An XML data binder accomplishes this by automatically creating a mapping between elements of the XML schema of the document we wish to bind and members of a class to be represented in memory.

When this process is applied to convert an XML document to an object, it is called unmarshalling (also called deserialization). The reverse process, to serialize an object as XML, is called marshalling.

Approaches to data binding can be distinguished as follows:

Difficulties

Since XML is a document-oriented format and objects are (usually) not document-oriented, simple XML data binding mappings may ignore some of the structural information embedded in an XML document. Specifically, information such as comments, XML entity references, and sibling order may not be preserved in the object representation created by the binding application. However, this is not always the case; sufficiently powerful XML data binding tools are capable of preserving 100% of the information stored in an XML document.

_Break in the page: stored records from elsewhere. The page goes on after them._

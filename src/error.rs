use thiserror::Error;

/// Top-level error type for frame fitting.
#[derive(Debug, Error)]
pub enum FramefitError {
    #[error(transparent)]
    Geometry(#[from] GeometryError),

    #[error(transparent)]
    Fit(#[from] FitError),
}

/// Errors related to geometric constructions.
#[derive(Debug, Error)]
pub enum GeometryError {
    #[error("degenerate geometry: {0}")]
    Degenerate(String),

    #[error("zero-length vector")]
    ZeroVector,

    #[error("unknown rotation axis '{0}', expected one of 'x', 'y', 'z'")]
    UnknownAxis(char),
}

/// Errors related to least-squares and exact fits.
#[derive(Debug, Error)]
pub enum FitError {
    #[error("at least {required} points required, got {provided}")]
    InsufficientPoints { required: usize, provided: usize },

    #[error("coordinate sequences differ in length (x: {x}, y: {y}, z: {z})")]
    LengthMismatch { x: usize, y: usize, z: usize },

    #[error("abscissae {first} and {second} coincide")]
    DuplicateAbscissa { first: f64, second: f64 },

    #[error("system is singular to working precision (rcond = {reciprocal_condition:e})")]
    Singular { reciprocal_condition: f64 },
}

/// Convenience type alias for results using [`FramefitError`].
pub type Result<T> = std::result::Result<T, FramefitError>;
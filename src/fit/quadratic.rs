use crate::error::{FitError, Result};
use crate::math::{solve3, Matrix3, Vector3, TOLERANCE};

/// A quadratic `y = a*x^2 + b*x + c`.
///
/// Stored about a shift `s` as `y = a*(x - s)^2 + b_s*(x - s) + c_s`, so
/// values and slopes near the fitted samples stay accurate at large `x`.
#[derive(Debug, Clone, Copy, PartialEq)]
pub struct Quadratic {
    a: f64,
    b: f64,
    c: f64,
    shift: f64,
}

impl Quadratic {
    /// Creates a quadratic from its global coefficients.
    #[must_use]
    pub fn new(a: f64, b: f64, c: f64) -> Self {
        Self {
            a,
            b,
            c,
            shift: 0.0,
        }
    }

    /// Global coefficients `(a, b, c)` of `y = a*x^2 + b*x + c`.
    #[must_use]
    pub fn coefficients(&self) -> (f64, f64, f64) {
        let s = self.shift;
        (
            self.a,
            self.b - 2.0 * self.a * s,
            (self.a * s - self.b) * s + self.c,
        )
    }

    /// Value at `x`.
    #[must_use]
    pub fn eval(&self, x: f64) -> f64 {
        let t = x - self.shift;
        (self.a * t + self.b) * t + self.c
    }

    /// First derivative at `x`.
    #[must_use]
    pub fn slope(&self, x: f64) -> f64 {
        2.0 * self.a * (x - self.shift) + self.b
    }
}

/// Exact quadratic through three samples `(x[i], y[i])`.
///
/// The system is solved in the local variable `(x - x[1]) / spread`, so
/// only the relative spacing of the abscissae affects conditioning.
///
/// # Errors
///
/// Returns [`FitError::DuplicateAbscissa`] if two abscissae coincide, or
/// [`FitError::Singular`] if they are too close to solve reliably.
pub fn fit_quadratic(x: [f64; 3], y: [f64; 3]) -> Result<Quadratic> {
    for (i, j) in [(0, 1), (0, 2), (1, 2)] {
        if (x[i] - x[j]).abs() < TOLERANCE {
            return Err(FitError::DuplicateAbscissa {
                first: x[i],
                second: x[j],
            }
            .into());
        }
    }

    let shift = x[1];
    let spread = (x[0] - shift).abs().max((x[2] - shift).abs());
    let t = x.map(|xi| (xi - shift) / spread);

    #[rustfmt::skip]
    let m = Matrix3::new(
        t[0] * t[0], t[0], 1.0,
        t[1] * t[1], t[1], 1.0,
        t[2] * t[2], t[2], 1.0,
    );
    let coef = solve3(&m, &Vector3::from(y))?;
    Ok(Quadratic {
        a: coef.x / (spread * spread),
        b: coef.y / spread,
        c: coef.z,
        shift,
    })
}

#[cfg(test)]
#[allow(clippy::unwrap_used)]
mod tests {
    use approx::assert_relative_eq;

    use super::*;
    use crate::error::FramefitError;

    fn generate(q: &Quadratic, x: [f64; 3]) -> [f64; 3] {
        x.map(|xi| q.eval(xi))
    }

    #[test]
    fn recovers_known_quadratic() {
        let q = Quadratic::new(0.75, -2.0, 4.5);
        let x = [-1.0, 0.5, 3.0];
        let (a, b, c) = fit_quadratic(x, generate(&q, x)).unwrap().coefficients();
        assert_relative_eq!(a, 0.75, epsilon = 1e-12);
        assert_relative_eq!(b, -2.0, epsilon = 1e-12);
        assert_relative_eq!(c, 4.5, epsilon = 1e-12);
    }

    #[test]
    fn unordered_abscissae() {
        let q = Quadratic::new(-0.01, 0.3, -16.0);
        let x = [1010.0, 996.0, 1024.0];
        let fit = fit_quadratic(x, generate(&q, x)).unwrap();
        for xi in [990.0, 1000.0, 1030.0] {
            assert_relative_eq!(fit.eval(xi), q.eval(xi), epsilon = 1e-6);
        }
    }

    #[test]
    fn millimetre_spacing_far_from_origin() {
        let x = [10000.0, 10001.0, 10002.0];
        let y = x.map(|xi| 0.001 * xi * xi);
        let fit = fit_quadratic(x, y).unwrap();

        let (a, b, c) = fit.coefficients();
        assert_relative_eq!(a, 0.001, epsilon = 1e-8);
        assert!(b.abs() < 1e-4);
        assert!(c.abs() < 1.0);
        assert_relative_eq!(fit.slope(10001.0), 20.002, epsilon = 1e-9);
        assert_relative_eq!(fit.eval(10002.0), y[2], epsilon = 1e-8);
    }

    #[test]
    fn slope_at_middle_sample_is_local_linear_term() {
        let fit = fit_quadratic([3000.0, 3001.0, 3002.0], [4.0, 5.0, 7.0]).unwrap();
        assert_relative_eq!(fit.slope(3001.0), 1.5, epsilon = 1e-12);
        assert_relative_eq!(fit.eval(3001.0), 5.0, epsilon = 1e-12);
    }

    #[test]
    fn collinear_samples_give_zero_curvature() {
        let fit = fit_quadratic([0.0, 1.0, 2.0], [1.0, 3.0, 5.0]).unwrap();
        assert_relative_eq!(fit.coefficients().0, 0.0, epsilon = 1e-12);
        assert_relative_eq!(fit.slope(7.0), 2.0, epsilon = 1e-12);
    }

    #[test]
    fn new_has_no_shift() {
        let q = Quadratic::new(1.0, -3.0, 2.0);
        assert_eq!(q.coefficients(), (1.0, -3.0, 2.0));
        assert_relative_eq!(q.eval(2.0), 0.0);
        assert_relative_eq!(q.slope(1.5), 0.0);
    }

    #[test]
    fn duplicate_abscissa_rejected() {
        let r = fit_quadratic([1.0, 2.0, 1.0], [0.0, 1.0, 2.0]);
        assert!(matches!(
            r,
            Err(FramefitError::Fit(FitError::DuplicateAbscissa { .. }))
        ));
    }
}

Similarly, since objects residing in computer memory are not inherently sequentially stored, and may include links to other objects (including self-referential links), simple XML data binding mappings may not be capable of preserving all the information about an object when it is marshalled to XML. However, sufficiently powerful data binding tools perform graph structure analysis on objects residing in memory to marshall (cyclic) object graph structures in XML by utilizing standard XML reference attributes.

Alternatives

An alternative approach to automatic data binding relies instead on hand-crafted XPath expressions that extract data from XML. This approach has some benefits but also has some drawbacks. First, the approach only needs proximate knowledge (e.g., topology, tag names, etc.) of the XML tree structure, which developers can determine by looking at the XML data. Furthermore, XPath allows the application to bind the relevant data items and filter out everything else, avoiding the unnecessary processing that would be required to completely unmarshall the entire XML document. The drawback of this approach is the lack of automation in implementing the object model and XPath expressions. Instead, the application developers have to create these artifacts manually, which is time-consuming, potentially error-prone, and hampers application maintenance when XML schemas and XML content models are updated. Another drawback is the lack of XML schema verification, which XML data bindings typically apply automatically during unmarshalling. Schema validity is typically required in secure applications.

Data binding in general

One of XML data binding's strengths is the ability to deserialize objects across programs, languages, and platforms. [1] You can dump a time series of structured objects from a datalogger written in C (programming language) on an embedded processor, bring it across the network to process in Perl and finally visualize in Octave. The structure and the data remain consistent and coherent throughout the journey, and no custom formats or parsing is required. This is not unique to XML. YAML, for example, is emerging as a powerful data-binding alternative to XML. JSON (which can be regarded as a subset of YAML) is often suitable for lightweight or restricted applications.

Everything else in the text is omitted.